Marc Puig, PDG du groupe Puig était sur scène pour remettre le trophée de la Puig Women's America's Cup, aux côtés de Karlie Kloss, mannequin américain et ambassadrice du parfum Good Girl de Caroline Herrera, marque appartenant au groupe Puig (Puig)

En 2023, son chiffre d’affaires atteignait 4,3 milliards d’euros (3,62 milliards en 2022) et enregistrait au premier semestre 2024 un chiffre d’affaires de 2,17 milliards d’euros. L’entrée sur les marchés boursiers devrait permettre à l’entreprise de nouveaux positionnements. Car si l’histoire de Puig a débuté par le rouge à lèvres (Milady, 1922) et le parfum (Agua Lavanda, 1939) grâce au fondateur, la deuxième génération a très vite développé les secteurs d’activité à l’international, alors que la troisième génération, emmenée par Marc Puig, président-directeur général a notablement élargi le portefeuille de marques, ces quinze dernières années.

Le soutien de Puig contribuera à inspirer les générations féminines futures afin qu’elles participent activement à la voile de compétition et fassent ainsi tomber les barrières dans ce sport

Marc Puig, PDG du groupe Puig

Jamais en 110 ans, l’entreprise qui porte le nom de la famille fondatrice n’avait communiqué en tant que groupe depuis sa fondation. Jusqu’à aujourd’hui, l’empire familial souhaitait exclusivement se concentrer sur les marques et leurs résultats. Mais l’entrée en bourse a rebattu les cartes et redessiné les priorités. Désormais, il s’agit de montrer à ses actionnaires sa légitimité sur un marché mondial de la mode et de la cosmétique très concurrentiel.
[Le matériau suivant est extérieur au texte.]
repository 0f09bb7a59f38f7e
//! Core SMTP types.

mod address;
mod extension;
mod reply;

pub use address::Address;
pub use extension::{AuthMechanism, Extension};
pub use reply::{Reply, ReplyCode};
//! Shared state of the running service.

use std::sync::Arc;

use chrono::Utc;
use mailwarm_core::{Orchestrator, Result, SqliteStore, TickReport};
use rand::SeedableRng;
use rand::rngs::StdRng;
use tokio::sync::Mutex;

/// State handed to every handler and to the scheduler.
#[derive(Debug)]
pub struct AppState {
    pub store: Arc<SqliteStore>,
    pub orchestrator: Orchestrator,
    pub admin_token: String,
    tick_lock: Mutex<()>,
}

/// Reference-counted handle to [`AppState`].
pub type SharedState = Arc<AppState>;

impl AppState {
    pub fn new(store: Arc<SqliteStore>, orchestrator: Orchestrator, admin_token: String) -> Self {
        Self {
            store,
            orchestrator,
            admin_token,
            tick_lock: Mutex::new(()),
        }
    }

    /// Runs one tick now. Ticks from the scheduler and the API queue up
    /// behind each other instead of overlapping.
    pub async fn tick(&self) -> Result<TickReport> {
        let _guard = self.tick_lock.lock().await;
        let mut rng = StdRng::from_entropy();
        self.orchestrator.run_once(Utc::now(), &mut rng).await
    }
}
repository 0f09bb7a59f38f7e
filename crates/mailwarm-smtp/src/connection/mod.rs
//! SMTP connection management with type-state pattern.

mod client;
mod stream;

pub use client::{Authenticated, Client, Connected, Envelope};
pub use stream::{SmtpStream, connect, connect_tls};

use crate::types::{AuthMechanism, Extension};

/// Server capabilities from the EHLO reply.
#[derive(Debug, Clone, Default)]
pub struct ServerInfo {
    /// Server hostname from the greeting.
    pub hostname: String,
    /// Advertised extensions.
    pub extensions: Vec<Extension>,
}

impl ServerInfo {
    /// Checks if STARTTLS is advertised.
    #[must_use]
    pub fn supports_starttls(&self) -> bool {
        self.extensions.contains(&Extension::StartTls)
    }

    /// Returns the maximum message size, if advertised.
    #[must_use]
    pub fn max_message_size(&self) -> Option<usize> {
        self.extensions.iter().find_map(|ext| match ext {
            Extension::Size(size) => *size,
            _ => None,
        })
    }

    /// Returns advertised authentication mechanisms.
    #[must_use]
    pub fn auth_mechanisms(&self) -> &[AuthMechanism] {
        self.extensions
            .iter()
            .find_map(|ext| match ext {
                Extension::Auth(mechanisms) => Some(mechanisms.as_slice()),
                _ => None,
            })
            .unwrap_or_default()
    }
}

#[cfg(test)]
mod tests {
    use super::*;

    #[test]
    fn capability_queries() {
        let info = ServerInfo {
            hostname: "mx".to_string(),
            extensions: vec![
                Extension::StartTls,
                Extension::Size(Some(1024)),
                Extension::Auth(vec![AuthMechanism::Plain]),
            ],
        };
        assert!(info.supports_starttls());
        assert_eq!(info.max_message_size(), Some(1024));
        assert_eq!(info.auth_mechanisms(), &[AuthMechanism::Plain]);
    }

    #[test]
    fn empty_info() {
        let info = ServerInfo::default();
        assert!(!info.supports_starttls());
        assert!(info.max_message_size().is_none());
        assert!(info.auth_mechanisms().is_empty());
    }
}
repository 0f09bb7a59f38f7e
//! Versioned schema migrations tracked in `_migrations`.

use chrono::Utc;
use futures::future::BoxFuture;
use sqlx::Row;
use sqlx::sqlite::{SqliteConnection, SqlitePool};
use tracing::info;

use super::sqlite::timestamp;
use crate::Result;

/// Data-dependent step run after a migration's statements, in the same
/// transaction.
pub type Repair = for<'c> fn(&'c mut SqliteConnection) -> BoxFuture<'c, Result<()>>;

/// One schema step.
#[derive(Debug, Clone, Copy)]
pub struct Migration {
    /// Monotonic version.
    pub version: i64,
    /// Short description.
    pub name: &'static str,
    /// Statements to run, in order.
    pub statements: &'static [&'static str],
    /// Runs after `statements`.
    pub repair: Option<Repair>,
}

/// All migrations, oldest first.
pub const MIGRATIONS: &[Migration] = &[
    Migration {
        version: 1,
        name: "initial schema",
        statements: &[
            r"
            CREATE TABLE IF NOT EXISTS inbox (
                id TEXT PRIMARY KEY,
                label TEXT NOT NULL UNIQUE,
                provider TEXT NOT NULL DEFAULT 'smtp',
                daily_target INTEGER NOT NULL DEFAULT 20,
                active INTEGER NOT NULL DEFAULT 1,
                smtp_host TEXT NOT NULL DEFAULT '',
                smtp_port INTEGER NOT NULL DEFAULT 0,
                smtp_security TEXT NOT NULL DEFAULT 'starttls',
                smtp_user TEXT NOT NULL DEFAULT '',
                smtp_pass TEXT NOT NULL DEFAULT '',
                imap_host TEXT NOT NULL DEFAULT '',
                imap_port INTEGER NOT NULL DEFAULT 0,
                imap_security TEXT NOT NULL DEFAULT 'tls',
                imap_user TEXT NOT NULL DEFAULT '',
                imap_pass TEXT NOT NULL DEFAULT '',
                created_at TEXT NOT NULL
            )
            ",
            r"
            CREATE TABLE IF NOT EXISTS peer_pool (
                id INTEGER PRIMARY KEY AUTOINCREMENT,
                inbox_id TEXT NOT NULL REFERENCES inbox(id) ON DELETE CASCADE,
                peer_email TEXT NOT NULL,
                weight INTEGER NOT NULL DEFAULT 1
            )
            ",
            "CREATE INDEX IF NOT EXISTS idx_peer_pool_inbox ON peer_pool(inbox_id)",
            r"
            CREATE TABLE IF NOT EXISTS send_log (
                id INTEGER PRIMARY KEY AUTOINCREMENT,
                inbox_id TEXT REFERENCES inbox(id) ON DELETE SET NULL,
                to_email TEXT NOT NULL,
                subject TEXT NOT NULL,
                body TEXT NOT NULL,
                provider_message_id TEXT,
                success INTEGER NOT NULL,
                error TEXT,
                sent_at TEXT NOT NULL
            )
            ",
            "CREATE INDEX IF NOT EXISTS idx_send_log_inbox_sent ON send_log(inbox_id, sent_at)",
        ],
        repair: None,
    },
    Migration {
        version: 2,
        name: "peer_pool.created_at",
        // Databases created by older releases may already have the column.
        statements: &[],
        repair: Some(repair_peer_created_at),
    },
    Migration {
        version: 3,
        name: "read_log",
        statements: &[
            r"
            CREATE TABLE IF NOT EXISTS read_log (
                id INTEGER PRIMARY KEY AUTOINCREMENT,
                inbox_id TEXT REFERENCES inbox(id) ON DELETE SET NULL,
                message_id TEXT NOT NULL,
                action TEXT NOT NULL,
                at TEXT NOT NULL
            )
            ",
        ],
        repair: None,
    },
];

/// Applies pending migrations. Returns how many ran.
///
/// # Errors
///
/// Returns an error if any statement fails; the failing migration is rolled
/// back and later ones are not attempted.
pub async fn migrate(pool: &SqlitePool) -> Result<usize> {
    sqlx::query(
        r"
        CREATE TABLE IF NOT EXISTS _migrations (
            version INTEGER PRIMARY KEY,
            name TEXT NOT NULL,
            applied_at TEXT NOT NULL
        )
        ",
    )
    .execute(pool)
    .await?;

    let applied: Vec<i64> = sqlx::query("SELECT version FROM _migrations")
        .fetch_all(pool)
        .await?
        .iter()
        .map(|row| row.try_get::<i64, _>("version"))
        .collect::<std::result::Result<_, _>>()?;

    let mut count = 0;
    for migration in MIGRATIONS.iter().filter(|m| !applied.contains(&m.version)) {
        let mut tx = pool.begin().await?;
        for statement in migration.statements {
            sqlx::query(statement).execute(&mut *tx).await?;
        }
        if let Some(repair) = migration.repair {
            repair(&mut *tx).await?;
        }
        sqlx::query("INSERT INTO _migrations (version, name, applied_at) VALUES (?, ?, ?)")
            .bind(migration.version)
            .bind(migration.name)
            .bind(timestamp(Utc::now()))
            .execute(&mut *tx)
            .await?;
        tx.commit().await?;

        info!(version = migration.version, name = migration.name, "applied migration");
        count += 1;
    }
    Ok(count)
}

/// Adds `peer_pool.created_at` when it is missing.
fn repair_peer_created_at(conn: &mut SqliteConnection) -> BoxFuture<'_, Result<()>> {
    Box::pin(async move {
        let present: i64 = sqlx::query_scalar(
            "SELECT COUNT(*) FROM pragma_table_info('peer_pool') WHERE name = 'created_at'",
        )
        .fetch_one(&mut *conn)
        .await?;

        if present == 0 {
            sqlx::query(
                "ALTER TABLE peer_pool ADD COLUMN created_at TEXT NOT NULL DEFAULT '1970-01-01T00:00:00.000000Z'",
            )
            .execute(&mut *conn)
            .await?;
        }
        Ok(())
    })
}

#[cfg(test)]
#[allow(clippy::unwrap_used)]
mod tests {
    use sqlx::sqlite::SqlitePoolOptions;

    use super::*;

    async fn memory_pool() -> SqlitePool {
        SqlitePoolOptions::new()
            .max_connections(1)
            .connect("sqlite::memory:")
            .await
            .unwrap()
    }

    #[tokio::test]
    async fn migrations_are_idempotent() {
        let pool = memory_pool().await;
        assert_eq!(migrate(&pool).await.unwrap(), MIGRATIONS.len());
        assert_eq!(migrate(&pool).await.unwrap(), 0);

        let versions: Vec<i64> = sqlx::query_scalar("SELECT version FROM _migrations ORDER BY version")
            .fetch_all(&pool)
            .await
            .unwrap();
        assert_eq!(versions, vec![1, 2, 3]);
    }

    #[test]
    fn repair_steps_are_declared_per_migration() {
        let with_repair: Vec<i64> = MIGRATIONS
            .iter()
            .filter(|m| m.repair.is_some())
            .map(|m| m.version)
            .collect();
        assert_eq!(with_repair, vec![2]);
        assert!(MIGRATIONS.windows(2).all(|w| w[0].version < w[1].version));
    }

    #[tokio::test]
    async fn repair_is_a_no_op_on_a_current_schema() {
        let pool = memory_pool().await;
        migrate(&pool).await.unwrap();

        let columns: i64 = sqlx::query_scalar(
            "SELECT COUNT(*) FROM pragma_table_info('peer_pool') WHERE name = 'created_at'",
        )
        .fetch_one(&pool)
        .await
        .unwrap();
        assert_eq!(columns, 1);

        let mut conn = pool.acquire().await.unwrap();
        for migration in MIGRATIONS {
            if let Some(repair) = migration.repair {
                repair(&mut *conn).await.unwrap();
            }
        }
    }

    #[tokio::test]
    async fn repairs_legacy_peer_table() {
        let pool = memory_pool().await;
        sqlx::query("CREATE TABLE inbox (id TEXT PRIMARY KEY, label TEXT NOT NULL UNIQUE, provider TEXT NOT NULL DEFAULT 'smtp', daily_target INTEGER NOT NULL DEFAULT 20, active INTEGER NOT NULL DEFAULT 1, smtp_host TEXT NOT NULL DEFAULT '', smtp_port INTEGER NOT NULL DEFAULT 0, smtp_security TEXT NOT NULL DEFAULT 'starttls', smtp_user TEXT NOT NULL DEFAULT '', smtp_pass TEXT NOT NULL DEFAULT '', imap_host TEXT NOT NULL DEFAULT '', imap_port INTEGER NOT NULL DEFAULT 0, imap_security TEXT NOT NULL DEFAULT 'tls', imap_user TEXT NOT NULL DEFAULT '', imap_pass TEXT NOT NULL DEFAULT '', created_at TEXT NOT NULL)")
            .execute(&pool)
            .await
            .unwrap();
        sqlx::query("CREATE TABLE peer_pool (id INTEGER PRIMARY KEY AUTOINCREMENT, inbox_id TEXT NOT NULL, peer_email TEXT NOT NULL, weight INTEGER NOT NULL DEFAULT 1)")
            .execute(&pool)
            .await
            .unwrap();
        sqlx::query("INSERT INTO inbox (id, label, created_at) VALUES ('i1', 'legacy', '2024-01-01T00:00:00.000000Z')")
            .execute(&pool)
            .await
            .unwrap();
        sqlx::query("INSERT INTO peer_pool (inbox_id, peer_email) VALUES ('i1', 'old@x.com')")
            .execute(&pool)
            .await
            .unwrap();

        migrate(&pool).await.unwrap();

        let created: String = sqlx::query_scalar("SELECT created_at FROM peer_pool")
            .fetch_one(&pool)
            .await
            .unwrap();
        assert_eq!(created, "1970-01-01T00:00:00.000000Z");
    }
}
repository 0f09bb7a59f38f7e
//! Interpretation of server responses.
//!
//! Only the handful of response shapes this client asks for are understood:
//! tagged status lines, `* n EXISTS`, `* SEARCH` and header `FETCH` data.

use crate::header::HeaderFields;
use crate::types::{MessageHeaders, Uid};
use crate::{Error, Result};

/// One complete server response: its line text (CRLF stripped, literal
/// markers kept) and the literal payloads in the order they appeared.
#[derive(Debug, Clone, Default, PartialEq, Eq)]
pub struct Response {
    /// Concatenated line text.
    pub text: String,
    /// Literal payloads.
    pub literals: Vec<Vec<u8>>,
}

impl Response {
    /// Creates a response with no literals.
    #[must_use]
    pub fn line(text: impl Into<String>) -> Self {
        Self {
            text: text.into(),
            literals: Vec::new(),
        }
    }

    /// Returns true if this is the tagged completion for `tag`.
    #[must_use]
    pub fn is_tagged(&self, tag: &str) -> bool {
        self.text
            .strip_prefix(tag)
            .is_some_and(|rest| rest.starts_with(' '))
    }

    /// Returns the text after the `* ` prefix of an untagged response.
    #[must_use]
    pub fn untagged(&self) -> Option<&str> {
        self.text.strip_prefix("* ")
    }

    /// Returns the `BYE` text if this is an untagged BYE.
    #[must_use]
    pub fn bye_text(&self) -> Option<&str> {
        let rest = self.untagged()?;
        strip_keyword(rest, "BYE").map(str::trim)
    }
}

/// Checks the tagged completion for `tag` among `responses`.
///
/// # Errors
///
/// Returns `No`/`Bad`/`Bye` for those statuses and `Protocol` when the
/// completion is missing or malformed.
pub fn check_tagged_ok(responses: &[Response], tag: &str) -> Result<()> {
    let tagged = responses
        .iter()
        .rev()
        .find(|r| r.is_tagged(tag))
        .ok_or_else(|| Error::Protocol("missing tagged response".to_string()))?;

    let rest = tagged.text[tag.len()..].trim_start();
    let (status, text) = rest.split_once(' ').unwrap_or((rest, ""));
    let text = text.trim().to_string();

    match status.to_ascii_uppercase().as_str() {
        "OK" => Ok(()),
        "NO" => Err(Error::No(text)),
        "BAD" => Err(Error::Bad(text)),
        "BYE" => Err(Error::Bye(text)),
        other => Err(Error::Protocol(format!("unknown status {other}"))),
    }
}

/// Extracts the message count from `* n EXISTS`.
#[must_use]
pub fn parse_exists(responses: &[Response]) -> Option<u32> {
    responses.iter().filter_map(Response::untagged).find_map(|rest| {
        let (count, keyword) = rest.split_once(' ')?;
        if keyword.trim().eq_ignore_ascii_case("EXISTS") {
            count.parse().ok()
        } else {
            None
        }
    })
}

/// Collects UIDs from `* SEARCH` responses.
#[must_use]
pub fn parse_search(responses: &[Response]) -> Vec<Uid> {
    let mut uids: Vec<Uid> = responses
        .iter()
        .filter_map(Response::untagged)
        .filter_map(|rest| strip_keyword(rest, "SEARCH"))
        .flat_map(str::split_ascii_whitespace)
        .filter_map(|n| n.parse::<u32>().ok())
        .filter_map(Uid::new)
        .collect();
    uids.sort_unstable();
    uids.dedup();
    uids
}

/// Builds [`MessageHeaders`] from header `FETCH` responses.
///
/// Responses without a UID or a header literal are skipped.
#[must_use]
pub fn parse_fetch_headers(responses: &[Response]) -> Vec<MessageHeaders> {
    responses
        .iter()
        .filter_map(|response| {
            let rest = response.untagged()?;
            let (_, after_seq) = rest.split_once(' ')?;
            let data = strip_keyword(after_seq, "FETCH")?;
            let uid = find_uid(data)?;
            let raw = response.literals.first()?;
            Some(headers_from_block(uid, raw))
        })
        .collect()
}

fn headers_from_block(uid: Uid, raw: &[u8]) -> MessageHeaders {
    let fields = HeaderFields::parse(raw);
    MessageHeaders {
        uid,
        from: fields.get("from").unwrap_or_default().to_string(),
        reply_to: fields.get_non_empty("reply-to").map(str::to_string),
        subject: fields.get("subject").unwrap_or_default().to_string(),
        message_id: fields.get_non_empty("message-id").map(str::to_string),
    }
}

/// Finds the value following the `UID` item in FETCH data.
fn find_uid(data: &str) -> Option<Uid> {
    let mut tokens = data
        .split(|c: char| c.is_ascii_whitespace() || c == '(' || c == ')')
        .filter(|t| !t.is_empty());
    while let Some(token) = tokens.next() {
        if token.eq_ignore_ascii_case("UID") {
            return tokens.next()?.parse().ok().and_then(Uid::new);
        }
    }
    None
}

/// Strips a leading keyword (case-insensitive) followed by a space or end.
fn strip_keyword<'a>(text: &'a str, keyword: &str) -> Option<&'a str> {
    let head = text.get(..keyword.len())?;
    if !head.eq_ignore_ascii_case(keyword) {
        return None;
    }
    let rest = &text[keyword.len()..];
    if rest.is_empty() || rest.starts_with(' ') {
        Some(rest.trim_start())
    } else {
        None
    }
}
La première Women’s America’s Cup était, à n’en pas douter, le parfait instrument pour véhiculer la nouvelle image de marque du groupe à peine redessinée.

Cependant, la parole reste rare chez les Puig. C’est d’ailleurs une des spécificités de l’entreprise, puisque dès la deuxième génération, une séparation nette a été instituée entre l’entreprise et la famille. Le point crucial était d'imposer une limite au pouvoir familial. Il a été établi que les conseils d'administration des sociétés d'exploitation devaient toujours être composés d'une majorité de membres extérieurs à la famille.

Actuellement, seuls deux membres de la famille sont en poste, dont son PDG Marc Puig. Il s’était d’ailleurs exprimé lors de l’annonce du partenariat global de l’entreprise avec l’America’s Cup et la Women’s America’s Cup: « Le soutien de Puig contribuera à inspirer les générations féminines futures afin qu’elles participent activement à la voile de compétition et fassent ainsi tomber les barrières dans ce sport.»  

Si la voile a longtemps été une passion familiale que Puig avait limitée aux championnats espagnols Copa del Reiy (1984 à 2006), puis Vela Clàssica, cette première incursion dans la cour des grands était une manière d’activer un levier de soft power à l’attention des acteurs phares de l’industrie et des consommatrices dans le monde. La Women’s America’s Cup sera désormais un nouveau porte-voix pour se positionner au cœur de l’empowerment féminin.

Le géant du luxe français LVMH avait, cet été, très bien compris cette importance du positionnement sport pour soigner son image, en déclinant ses quatre lettres en grand sur tous les visuels des Jeux olympiques.